[SUPPLIED MATERIAL Boundary: Start]

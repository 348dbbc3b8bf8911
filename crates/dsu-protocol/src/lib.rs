//! Cemuhook DSU (DualShock UDP) wire protocol.
//!
//! This crate frames, serializes and parses the three DSU message exchanges
//! a motion provider speaks:
//!
//! | Exchange | Request body | Response body |
//! |----------|--------------|---------------|
//! | Version      | none | `{ type, max version }`, 8 bytes |
//! | Port info    | `{ count: i32, indices }` | 16 bytes per occupied slot |
//! | Pad data     | `{ flags, id, mac }` | 100-byte datagram per report |
//!
//! ## Framing
//!
//! Every datagram starts with a 16-byte header: 4-byte magic (`"DSUC"` from
//! clients, `"DSUS"` from the server), u16 LE protocol version, u16 LE payload
//! length (total − 16), u32 LE CRC32 and a u32 LE peer id. The CRC is the
//! IEEE 802.3 polynomial computed over the whole datagram with the CRC field
//! zeroed; both sides verify it before anything else is trusted.
//!
//! The pad-data response layout is bit-exact to what the Cemuhook consumer
//! expects: 100 bytes, motion tail as two u32 timestamp halves followed by
//! six IEEE-754 LE floats. See [`response`] for the full offset map.
//!
//! All parsing is allocation-light and never panics on arbitrary input;
//! malformed datagrams surface as [`ProtocolError`] so the server can drop
//! them without replying.

#![deny(unsafe_op_in_unsafe_fn)]
#![deny(clippy::unwrap_used)]

pub mod header;
pub mod ids;
pub mod request;
pub mod response;
pub mod wire;

pub use header::*;
pub use ids::*;
pub use request::*;
pub use response::*;
pub use wire::*;

use thiserror::Error;

/// Errors raised while validating or decoding a DSU datagram.
///
/// Any of these means the datagram must be dropped without a reply.
#[derive(Error, Debug, Clone, PartialEq, Eq)]
pub enum ProtocolError {
    #[error("datagram too short: {actual} bytes, need at least {expected}")]
    Truncated { expected: usize, actual: usize },

    #[error("bad magic {0:02x?}")]
    BadMagic([u8; 4]),

    #[error("unsupported protocol version {0}, max {max}", max = ids::MAX_PROTOCOL_VERSION)]
    UnsupportedVersion(u16),

    #[error("declared payload length {declared} inconsistent with {actual}-byte datagram")]
    LengthMismatch { declared: usize, actual: usize },

    #[error("CRC mismatch: header carries {expected:#010x}, computed {computed:#010x}")]
    CrcMismatch { expected: u32, computed: u32 },

    #[error("unknown message type {0:#x}")]
    UnknownMessageType(u32),

    #[error("pad request count {0} outside 0..=4")]
    BadPadRequestCount(i32),

    #[error("pad index {0} outside 0..=3")]
    BadPadIndex(u8),

    #[error("invalid {field} byte {value:#04x}")]
    BadFieldValue { field: &'static str, value: u8 },
}

/// Convenience result alias for protocol operations.
pub type ProtocolResult<T> = Result<T, ProtocolError>;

[SUPPLIED MATERIAL Boundary: End]

WORK TO BE COMPLETED
Transcribe the records above exactly, but only from the line that contains "pub use response::*;" through their final line, inclusive.

SOLUTION TO THIS EXERCISE
pub use response::*;
pub use wire::*;

use thiserror::Error;

/// Errors raised while validating or decoding a DSU datagram.
///
/// Any of these means the datagram must be dropped without a reply.
#[derive(Error, Debug, Clone, PartialEq, Eq)]
pub enum ProtocolError {
    #[error("datagram too short: {actual} bytes, need at least {expected}")]
    Truncated { expected: usize, actual: usize },

    #[error("bad magic {0:02x?}")]
    BadMagic([u8; 4]),

    #[error("unsupported protocol version {0}, max {max}", max = ids::MAX_PROTOCOL_VERSION)]
    UnsupportedVersion(u16),

    #[error("declared payload length {declared} inconsistent with {actual}-byte datagram")]
    LengthMismatch { declared: usize, actual: usize },

    #[error("CRC mismatch: header carries {expected:#010x}, computed {computed:#010x}")]
    CrcMismatch { expected: u32, computed: u32 },

    #[error("unknown message type {0:#x}")]
    UnknownMessageType(u32),

    #[error("pad request count {0} outside 0..=4")]
    BadPadRequestCount(i32),

    #[error("pad index {0} outside 0..=3")]
    BadPadIndex(u8),

    #[error("invalid {field} byte {value:#04x}")]
    BadFieldValue { field: &'static str, value: u8 },
}

/// Convenience result alias for protocol operations.
pub type ProtocolResult<T> = Result<T, ProtocolError>;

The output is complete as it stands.